**Activity**
What you return must be the lines of the data that hold the word "const".

**Recorded data**

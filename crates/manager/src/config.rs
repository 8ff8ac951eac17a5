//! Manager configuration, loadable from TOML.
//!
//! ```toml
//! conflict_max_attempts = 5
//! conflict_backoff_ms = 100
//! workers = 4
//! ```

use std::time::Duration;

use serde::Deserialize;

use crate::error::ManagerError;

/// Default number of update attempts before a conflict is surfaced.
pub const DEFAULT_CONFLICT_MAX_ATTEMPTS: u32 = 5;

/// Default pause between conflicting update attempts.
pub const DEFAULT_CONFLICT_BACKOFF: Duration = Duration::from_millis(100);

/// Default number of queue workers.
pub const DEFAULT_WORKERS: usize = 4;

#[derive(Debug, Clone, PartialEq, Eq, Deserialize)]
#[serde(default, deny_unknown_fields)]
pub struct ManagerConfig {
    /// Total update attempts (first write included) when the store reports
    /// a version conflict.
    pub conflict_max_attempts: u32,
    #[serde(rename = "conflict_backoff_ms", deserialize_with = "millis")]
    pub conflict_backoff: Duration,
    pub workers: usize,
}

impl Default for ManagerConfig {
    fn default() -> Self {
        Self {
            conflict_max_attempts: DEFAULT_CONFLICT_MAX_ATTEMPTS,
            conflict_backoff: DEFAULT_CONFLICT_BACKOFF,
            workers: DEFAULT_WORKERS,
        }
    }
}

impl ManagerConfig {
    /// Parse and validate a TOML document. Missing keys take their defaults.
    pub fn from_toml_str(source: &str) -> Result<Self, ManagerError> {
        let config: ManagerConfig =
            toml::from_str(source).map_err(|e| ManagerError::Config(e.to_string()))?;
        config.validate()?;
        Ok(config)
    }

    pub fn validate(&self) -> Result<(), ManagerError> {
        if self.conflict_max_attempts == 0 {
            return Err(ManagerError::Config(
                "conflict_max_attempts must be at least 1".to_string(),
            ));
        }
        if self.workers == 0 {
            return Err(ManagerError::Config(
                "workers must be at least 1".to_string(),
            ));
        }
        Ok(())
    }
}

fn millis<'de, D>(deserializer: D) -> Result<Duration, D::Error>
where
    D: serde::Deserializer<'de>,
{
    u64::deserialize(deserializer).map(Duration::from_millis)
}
==
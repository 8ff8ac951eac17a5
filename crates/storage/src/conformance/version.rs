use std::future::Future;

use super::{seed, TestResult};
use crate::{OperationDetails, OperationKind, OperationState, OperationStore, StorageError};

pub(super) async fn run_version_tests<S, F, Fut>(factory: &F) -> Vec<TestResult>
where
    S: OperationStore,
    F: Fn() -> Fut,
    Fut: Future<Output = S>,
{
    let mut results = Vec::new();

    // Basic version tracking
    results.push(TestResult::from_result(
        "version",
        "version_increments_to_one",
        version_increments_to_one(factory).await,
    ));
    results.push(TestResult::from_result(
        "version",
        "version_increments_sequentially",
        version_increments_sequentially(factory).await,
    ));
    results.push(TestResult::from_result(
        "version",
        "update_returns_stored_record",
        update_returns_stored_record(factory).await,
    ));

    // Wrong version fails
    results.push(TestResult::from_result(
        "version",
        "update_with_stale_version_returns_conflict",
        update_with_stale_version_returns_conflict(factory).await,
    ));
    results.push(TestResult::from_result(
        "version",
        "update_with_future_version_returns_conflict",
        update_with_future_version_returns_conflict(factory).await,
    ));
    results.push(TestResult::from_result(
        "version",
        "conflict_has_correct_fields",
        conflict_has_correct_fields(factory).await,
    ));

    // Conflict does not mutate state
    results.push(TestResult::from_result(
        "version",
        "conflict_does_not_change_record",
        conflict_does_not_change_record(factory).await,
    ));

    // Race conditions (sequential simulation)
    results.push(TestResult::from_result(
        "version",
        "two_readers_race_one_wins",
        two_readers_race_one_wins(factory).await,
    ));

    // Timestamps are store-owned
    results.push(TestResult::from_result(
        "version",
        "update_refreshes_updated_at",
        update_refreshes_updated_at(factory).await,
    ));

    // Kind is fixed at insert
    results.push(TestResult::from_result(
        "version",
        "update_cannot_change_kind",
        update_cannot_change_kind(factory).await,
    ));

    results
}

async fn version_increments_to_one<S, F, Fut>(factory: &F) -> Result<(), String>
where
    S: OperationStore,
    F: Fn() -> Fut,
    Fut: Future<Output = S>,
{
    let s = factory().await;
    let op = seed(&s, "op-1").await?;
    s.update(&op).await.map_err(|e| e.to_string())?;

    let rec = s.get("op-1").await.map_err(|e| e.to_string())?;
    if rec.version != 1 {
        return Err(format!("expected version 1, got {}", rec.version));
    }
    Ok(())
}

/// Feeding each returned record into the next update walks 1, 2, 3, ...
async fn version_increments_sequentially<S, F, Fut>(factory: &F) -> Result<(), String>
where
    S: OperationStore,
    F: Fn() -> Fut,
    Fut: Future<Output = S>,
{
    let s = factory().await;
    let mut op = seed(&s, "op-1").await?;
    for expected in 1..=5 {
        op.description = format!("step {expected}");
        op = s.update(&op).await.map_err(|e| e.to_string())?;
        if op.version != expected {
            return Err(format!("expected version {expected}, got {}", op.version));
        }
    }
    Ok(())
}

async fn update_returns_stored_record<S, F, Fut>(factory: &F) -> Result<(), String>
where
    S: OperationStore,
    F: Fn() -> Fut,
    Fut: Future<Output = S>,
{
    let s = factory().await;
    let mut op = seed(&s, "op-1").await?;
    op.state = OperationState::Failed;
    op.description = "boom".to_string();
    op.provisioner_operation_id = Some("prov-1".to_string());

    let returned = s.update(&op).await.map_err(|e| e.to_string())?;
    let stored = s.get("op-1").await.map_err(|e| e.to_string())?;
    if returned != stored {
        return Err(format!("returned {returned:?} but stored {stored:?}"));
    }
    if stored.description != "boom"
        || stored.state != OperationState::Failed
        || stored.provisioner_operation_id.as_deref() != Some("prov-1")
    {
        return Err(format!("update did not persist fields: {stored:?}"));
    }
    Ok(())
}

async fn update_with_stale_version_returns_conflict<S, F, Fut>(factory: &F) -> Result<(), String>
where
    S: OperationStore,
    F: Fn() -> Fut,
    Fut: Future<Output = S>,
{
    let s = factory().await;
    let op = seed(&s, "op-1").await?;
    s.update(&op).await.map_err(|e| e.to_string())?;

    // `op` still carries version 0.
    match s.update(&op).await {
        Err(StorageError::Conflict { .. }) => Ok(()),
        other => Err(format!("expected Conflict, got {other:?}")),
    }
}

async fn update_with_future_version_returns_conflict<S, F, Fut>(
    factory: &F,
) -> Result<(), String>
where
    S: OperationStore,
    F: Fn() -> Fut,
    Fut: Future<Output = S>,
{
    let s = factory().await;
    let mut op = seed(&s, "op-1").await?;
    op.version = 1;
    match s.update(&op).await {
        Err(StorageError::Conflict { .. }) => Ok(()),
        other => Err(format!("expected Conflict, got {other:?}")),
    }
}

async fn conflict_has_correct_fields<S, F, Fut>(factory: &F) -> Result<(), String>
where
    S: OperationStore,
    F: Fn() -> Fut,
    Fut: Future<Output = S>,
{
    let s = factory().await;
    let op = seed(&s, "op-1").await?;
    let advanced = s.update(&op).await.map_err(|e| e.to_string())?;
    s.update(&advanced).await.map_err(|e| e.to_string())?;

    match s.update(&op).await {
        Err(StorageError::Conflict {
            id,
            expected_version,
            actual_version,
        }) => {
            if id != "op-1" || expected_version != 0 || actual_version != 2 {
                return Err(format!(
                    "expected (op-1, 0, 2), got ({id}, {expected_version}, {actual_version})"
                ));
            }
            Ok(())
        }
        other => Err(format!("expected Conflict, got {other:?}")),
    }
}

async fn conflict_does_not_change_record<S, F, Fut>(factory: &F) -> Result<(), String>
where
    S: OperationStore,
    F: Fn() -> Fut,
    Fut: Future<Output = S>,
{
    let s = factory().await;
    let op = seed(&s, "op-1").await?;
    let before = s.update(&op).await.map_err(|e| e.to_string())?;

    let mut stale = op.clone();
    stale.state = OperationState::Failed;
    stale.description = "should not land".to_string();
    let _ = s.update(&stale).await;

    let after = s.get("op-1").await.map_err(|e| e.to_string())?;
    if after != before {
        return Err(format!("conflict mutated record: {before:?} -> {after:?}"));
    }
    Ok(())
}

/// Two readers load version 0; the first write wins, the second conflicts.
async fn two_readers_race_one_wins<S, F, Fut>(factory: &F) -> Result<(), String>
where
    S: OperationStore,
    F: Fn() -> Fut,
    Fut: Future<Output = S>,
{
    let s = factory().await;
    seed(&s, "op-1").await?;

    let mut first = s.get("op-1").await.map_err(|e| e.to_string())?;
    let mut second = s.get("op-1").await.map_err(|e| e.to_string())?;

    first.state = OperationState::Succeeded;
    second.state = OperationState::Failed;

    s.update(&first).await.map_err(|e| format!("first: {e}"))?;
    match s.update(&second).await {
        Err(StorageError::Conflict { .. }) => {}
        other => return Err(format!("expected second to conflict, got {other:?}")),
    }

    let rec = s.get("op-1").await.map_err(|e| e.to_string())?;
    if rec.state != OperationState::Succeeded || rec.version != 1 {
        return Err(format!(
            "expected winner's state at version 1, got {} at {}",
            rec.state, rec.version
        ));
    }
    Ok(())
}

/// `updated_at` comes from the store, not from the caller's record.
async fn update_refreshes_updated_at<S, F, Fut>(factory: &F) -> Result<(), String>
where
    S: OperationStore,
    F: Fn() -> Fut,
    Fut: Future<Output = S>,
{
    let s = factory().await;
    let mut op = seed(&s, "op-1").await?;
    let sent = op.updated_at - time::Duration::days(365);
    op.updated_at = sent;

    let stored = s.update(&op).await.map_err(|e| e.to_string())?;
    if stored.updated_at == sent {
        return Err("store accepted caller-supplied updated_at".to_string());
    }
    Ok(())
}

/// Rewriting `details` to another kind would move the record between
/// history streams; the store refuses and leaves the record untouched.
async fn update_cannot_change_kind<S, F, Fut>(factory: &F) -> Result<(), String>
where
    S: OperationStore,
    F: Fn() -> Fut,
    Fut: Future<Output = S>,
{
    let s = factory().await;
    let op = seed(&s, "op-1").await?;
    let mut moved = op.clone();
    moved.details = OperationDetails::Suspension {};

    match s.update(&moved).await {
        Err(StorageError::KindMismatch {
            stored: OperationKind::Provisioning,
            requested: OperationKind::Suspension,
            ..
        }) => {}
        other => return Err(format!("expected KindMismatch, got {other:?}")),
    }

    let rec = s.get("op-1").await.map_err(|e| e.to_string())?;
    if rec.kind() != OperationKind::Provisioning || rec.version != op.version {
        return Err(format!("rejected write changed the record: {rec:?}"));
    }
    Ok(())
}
--
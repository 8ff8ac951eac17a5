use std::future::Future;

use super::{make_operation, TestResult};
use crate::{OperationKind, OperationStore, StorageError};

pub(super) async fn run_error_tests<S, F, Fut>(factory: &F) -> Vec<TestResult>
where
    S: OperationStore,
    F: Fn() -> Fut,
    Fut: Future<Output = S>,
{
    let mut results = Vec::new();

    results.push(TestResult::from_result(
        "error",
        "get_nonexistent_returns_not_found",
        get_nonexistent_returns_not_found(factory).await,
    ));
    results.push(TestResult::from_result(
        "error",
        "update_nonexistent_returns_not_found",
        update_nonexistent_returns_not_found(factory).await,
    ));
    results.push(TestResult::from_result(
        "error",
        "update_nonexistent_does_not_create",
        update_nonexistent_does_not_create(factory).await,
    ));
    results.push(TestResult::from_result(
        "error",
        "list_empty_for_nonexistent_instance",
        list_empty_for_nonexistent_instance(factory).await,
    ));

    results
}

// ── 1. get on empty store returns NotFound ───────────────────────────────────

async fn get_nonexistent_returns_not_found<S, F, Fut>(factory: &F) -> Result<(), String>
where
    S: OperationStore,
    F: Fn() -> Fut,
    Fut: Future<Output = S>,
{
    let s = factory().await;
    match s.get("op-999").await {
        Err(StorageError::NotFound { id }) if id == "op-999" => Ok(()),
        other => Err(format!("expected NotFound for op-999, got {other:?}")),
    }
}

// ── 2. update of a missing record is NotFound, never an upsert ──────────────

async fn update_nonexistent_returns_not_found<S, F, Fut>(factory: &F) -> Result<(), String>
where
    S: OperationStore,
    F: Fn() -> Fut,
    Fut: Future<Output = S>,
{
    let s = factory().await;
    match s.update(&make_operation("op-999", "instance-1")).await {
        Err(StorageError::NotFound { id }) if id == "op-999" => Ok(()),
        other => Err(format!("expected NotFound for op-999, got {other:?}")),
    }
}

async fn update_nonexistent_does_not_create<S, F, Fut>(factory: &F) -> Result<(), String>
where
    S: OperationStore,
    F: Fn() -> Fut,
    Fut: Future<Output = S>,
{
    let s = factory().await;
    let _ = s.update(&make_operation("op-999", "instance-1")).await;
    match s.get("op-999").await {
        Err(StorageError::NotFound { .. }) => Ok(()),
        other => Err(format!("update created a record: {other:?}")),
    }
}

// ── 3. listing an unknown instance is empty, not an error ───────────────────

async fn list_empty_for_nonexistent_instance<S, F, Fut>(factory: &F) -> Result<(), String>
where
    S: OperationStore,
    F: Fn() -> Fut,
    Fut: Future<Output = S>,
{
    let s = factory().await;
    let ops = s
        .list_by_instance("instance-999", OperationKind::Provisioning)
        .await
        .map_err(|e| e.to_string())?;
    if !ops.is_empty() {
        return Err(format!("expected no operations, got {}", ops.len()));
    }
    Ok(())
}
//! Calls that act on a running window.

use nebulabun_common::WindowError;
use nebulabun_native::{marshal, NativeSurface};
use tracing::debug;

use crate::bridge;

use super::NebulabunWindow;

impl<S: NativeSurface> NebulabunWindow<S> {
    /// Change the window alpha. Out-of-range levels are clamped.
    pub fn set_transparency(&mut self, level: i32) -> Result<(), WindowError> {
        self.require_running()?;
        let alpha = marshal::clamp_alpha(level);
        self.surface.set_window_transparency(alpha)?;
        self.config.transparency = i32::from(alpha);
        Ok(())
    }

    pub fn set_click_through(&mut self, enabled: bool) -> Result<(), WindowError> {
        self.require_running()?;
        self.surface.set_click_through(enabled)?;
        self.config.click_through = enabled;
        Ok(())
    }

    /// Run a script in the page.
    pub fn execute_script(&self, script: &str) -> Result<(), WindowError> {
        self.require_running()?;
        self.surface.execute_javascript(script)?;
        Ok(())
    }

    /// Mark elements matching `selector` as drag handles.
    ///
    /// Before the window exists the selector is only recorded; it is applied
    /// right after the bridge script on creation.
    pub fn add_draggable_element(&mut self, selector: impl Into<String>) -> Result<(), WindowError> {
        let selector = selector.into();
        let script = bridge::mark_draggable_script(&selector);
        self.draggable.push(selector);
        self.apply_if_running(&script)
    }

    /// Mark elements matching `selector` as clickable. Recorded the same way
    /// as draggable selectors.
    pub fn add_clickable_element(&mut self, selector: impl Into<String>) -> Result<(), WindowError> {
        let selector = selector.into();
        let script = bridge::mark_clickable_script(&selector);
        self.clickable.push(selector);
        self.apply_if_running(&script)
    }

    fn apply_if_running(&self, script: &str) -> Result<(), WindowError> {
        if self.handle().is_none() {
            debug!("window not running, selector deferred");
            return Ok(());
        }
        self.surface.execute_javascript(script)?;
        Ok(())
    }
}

**Response area**
pub const DEFAULT_CONFLICT_MAX_ATTEMPTS: u32 = 5;
pub const DEFAULT_CONFLICT_BACKOFF: Duration = Duration::from_millis(100);
pub const DEFAULT_WORKERS: usize = 4;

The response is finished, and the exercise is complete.